[What to work on]
Check each line of the entries for "FromStr" and report the ones that have it.

[Items from a dataset]
▼

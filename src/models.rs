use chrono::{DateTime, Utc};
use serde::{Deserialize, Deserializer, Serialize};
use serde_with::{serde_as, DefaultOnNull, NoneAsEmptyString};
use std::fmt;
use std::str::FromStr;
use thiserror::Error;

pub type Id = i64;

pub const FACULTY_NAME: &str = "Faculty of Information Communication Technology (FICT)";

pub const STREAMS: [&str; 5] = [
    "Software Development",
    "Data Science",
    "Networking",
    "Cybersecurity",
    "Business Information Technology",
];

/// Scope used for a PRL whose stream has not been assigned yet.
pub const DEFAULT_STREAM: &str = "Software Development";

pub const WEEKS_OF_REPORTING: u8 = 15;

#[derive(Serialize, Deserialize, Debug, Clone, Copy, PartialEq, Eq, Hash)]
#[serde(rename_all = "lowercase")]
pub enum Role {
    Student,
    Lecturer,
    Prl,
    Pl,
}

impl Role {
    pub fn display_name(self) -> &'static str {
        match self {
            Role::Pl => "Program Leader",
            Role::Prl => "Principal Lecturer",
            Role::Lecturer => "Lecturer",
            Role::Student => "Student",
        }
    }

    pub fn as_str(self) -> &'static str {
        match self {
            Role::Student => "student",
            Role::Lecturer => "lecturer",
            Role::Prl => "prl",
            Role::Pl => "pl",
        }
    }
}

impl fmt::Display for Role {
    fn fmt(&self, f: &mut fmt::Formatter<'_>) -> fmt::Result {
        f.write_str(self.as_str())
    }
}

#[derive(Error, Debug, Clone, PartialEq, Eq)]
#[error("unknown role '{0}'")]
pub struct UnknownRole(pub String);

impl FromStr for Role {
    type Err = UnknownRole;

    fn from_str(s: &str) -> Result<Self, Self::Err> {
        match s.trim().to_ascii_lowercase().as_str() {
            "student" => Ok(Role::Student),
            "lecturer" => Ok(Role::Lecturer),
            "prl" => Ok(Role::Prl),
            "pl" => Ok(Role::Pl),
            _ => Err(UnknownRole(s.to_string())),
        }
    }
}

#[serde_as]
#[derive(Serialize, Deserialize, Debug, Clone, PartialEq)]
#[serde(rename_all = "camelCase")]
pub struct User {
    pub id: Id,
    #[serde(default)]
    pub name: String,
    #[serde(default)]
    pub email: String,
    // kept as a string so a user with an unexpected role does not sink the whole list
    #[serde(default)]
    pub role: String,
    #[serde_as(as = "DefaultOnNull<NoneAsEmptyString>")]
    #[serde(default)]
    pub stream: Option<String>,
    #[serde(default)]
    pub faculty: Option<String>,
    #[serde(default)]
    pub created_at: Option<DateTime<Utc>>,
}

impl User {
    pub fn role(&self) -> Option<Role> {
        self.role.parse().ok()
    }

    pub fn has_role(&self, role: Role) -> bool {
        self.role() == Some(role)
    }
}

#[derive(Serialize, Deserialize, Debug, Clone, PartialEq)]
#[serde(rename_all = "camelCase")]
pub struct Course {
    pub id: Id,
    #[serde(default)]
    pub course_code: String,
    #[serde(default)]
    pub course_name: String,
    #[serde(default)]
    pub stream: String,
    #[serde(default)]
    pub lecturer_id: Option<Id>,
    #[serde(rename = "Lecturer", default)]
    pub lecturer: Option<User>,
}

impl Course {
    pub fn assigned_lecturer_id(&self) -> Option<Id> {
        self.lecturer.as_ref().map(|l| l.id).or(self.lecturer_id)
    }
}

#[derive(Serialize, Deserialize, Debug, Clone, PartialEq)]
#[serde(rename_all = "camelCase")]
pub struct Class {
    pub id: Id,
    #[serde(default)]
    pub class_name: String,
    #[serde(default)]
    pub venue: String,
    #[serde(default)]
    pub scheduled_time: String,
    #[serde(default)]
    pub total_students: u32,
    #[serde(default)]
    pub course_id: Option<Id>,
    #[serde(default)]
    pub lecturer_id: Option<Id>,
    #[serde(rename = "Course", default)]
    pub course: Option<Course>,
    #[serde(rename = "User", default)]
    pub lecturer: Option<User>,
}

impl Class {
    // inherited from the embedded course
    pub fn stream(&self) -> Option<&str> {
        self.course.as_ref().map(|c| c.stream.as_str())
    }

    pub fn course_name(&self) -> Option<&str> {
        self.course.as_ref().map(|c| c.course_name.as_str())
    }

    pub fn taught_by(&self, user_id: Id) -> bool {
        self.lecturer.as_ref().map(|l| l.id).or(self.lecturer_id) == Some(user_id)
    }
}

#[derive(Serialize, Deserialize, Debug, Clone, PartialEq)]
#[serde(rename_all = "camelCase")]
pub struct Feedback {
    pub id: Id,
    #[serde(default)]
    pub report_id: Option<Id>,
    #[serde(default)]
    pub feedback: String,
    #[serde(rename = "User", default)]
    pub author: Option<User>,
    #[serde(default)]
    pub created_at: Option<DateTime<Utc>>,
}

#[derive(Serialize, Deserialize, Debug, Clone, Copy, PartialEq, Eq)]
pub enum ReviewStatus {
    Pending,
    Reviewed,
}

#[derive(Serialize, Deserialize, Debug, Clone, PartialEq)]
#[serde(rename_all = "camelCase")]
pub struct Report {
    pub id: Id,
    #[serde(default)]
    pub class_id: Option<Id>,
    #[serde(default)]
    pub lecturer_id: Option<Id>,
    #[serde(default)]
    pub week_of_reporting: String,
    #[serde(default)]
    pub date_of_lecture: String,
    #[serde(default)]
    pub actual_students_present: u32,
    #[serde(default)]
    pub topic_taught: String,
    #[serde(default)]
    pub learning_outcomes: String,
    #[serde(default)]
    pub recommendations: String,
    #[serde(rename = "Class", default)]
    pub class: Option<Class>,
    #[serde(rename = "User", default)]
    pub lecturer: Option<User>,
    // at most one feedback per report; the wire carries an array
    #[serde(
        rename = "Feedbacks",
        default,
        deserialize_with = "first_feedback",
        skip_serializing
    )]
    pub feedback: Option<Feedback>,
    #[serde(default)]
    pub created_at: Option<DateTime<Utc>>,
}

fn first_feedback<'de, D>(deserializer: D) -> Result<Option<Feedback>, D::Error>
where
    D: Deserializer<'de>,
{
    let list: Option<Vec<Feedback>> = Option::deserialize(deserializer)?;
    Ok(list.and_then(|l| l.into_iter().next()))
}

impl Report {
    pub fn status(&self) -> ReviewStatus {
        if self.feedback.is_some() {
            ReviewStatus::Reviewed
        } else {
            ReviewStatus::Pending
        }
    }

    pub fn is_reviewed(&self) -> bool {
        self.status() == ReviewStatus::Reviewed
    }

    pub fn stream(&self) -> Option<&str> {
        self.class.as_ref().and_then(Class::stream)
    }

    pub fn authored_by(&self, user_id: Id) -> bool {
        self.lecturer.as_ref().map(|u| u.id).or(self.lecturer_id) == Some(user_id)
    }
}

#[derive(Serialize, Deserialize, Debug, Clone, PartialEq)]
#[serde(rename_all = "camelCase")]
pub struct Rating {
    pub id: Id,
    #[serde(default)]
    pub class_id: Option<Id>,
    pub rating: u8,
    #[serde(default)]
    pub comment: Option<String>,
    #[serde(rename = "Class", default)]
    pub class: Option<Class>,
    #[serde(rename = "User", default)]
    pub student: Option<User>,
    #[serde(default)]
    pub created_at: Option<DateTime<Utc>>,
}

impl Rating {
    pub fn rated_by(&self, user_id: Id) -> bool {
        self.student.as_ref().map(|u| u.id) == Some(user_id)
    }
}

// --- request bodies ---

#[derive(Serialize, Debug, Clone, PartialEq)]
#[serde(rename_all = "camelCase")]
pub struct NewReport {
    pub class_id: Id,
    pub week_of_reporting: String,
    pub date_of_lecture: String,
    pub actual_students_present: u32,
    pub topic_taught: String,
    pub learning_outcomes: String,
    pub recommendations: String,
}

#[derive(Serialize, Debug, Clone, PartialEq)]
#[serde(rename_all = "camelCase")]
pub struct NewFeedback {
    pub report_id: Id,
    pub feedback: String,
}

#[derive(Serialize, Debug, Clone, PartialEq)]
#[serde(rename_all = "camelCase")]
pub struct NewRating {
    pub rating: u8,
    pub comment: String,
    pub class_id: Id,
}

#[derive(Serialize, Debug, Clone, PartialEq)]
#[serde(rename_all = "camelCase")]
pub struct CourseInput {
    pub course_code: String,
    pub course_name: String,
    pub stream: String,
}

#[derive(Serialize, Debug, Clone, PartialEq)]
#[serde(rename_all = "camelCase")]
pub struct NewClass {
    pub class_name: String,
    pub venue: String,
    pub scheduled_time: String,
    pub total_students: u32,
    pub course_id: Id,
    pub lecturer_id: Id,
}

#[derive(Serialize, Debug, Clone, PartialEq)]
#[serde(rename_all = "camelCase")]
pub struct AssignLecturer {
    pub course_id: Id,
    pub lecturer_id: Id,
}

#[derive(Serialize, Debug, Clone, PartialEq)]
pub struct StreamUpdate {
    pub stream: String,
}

▲

[Task solution]
use std::str::FromStr;
impl FromStr for Role {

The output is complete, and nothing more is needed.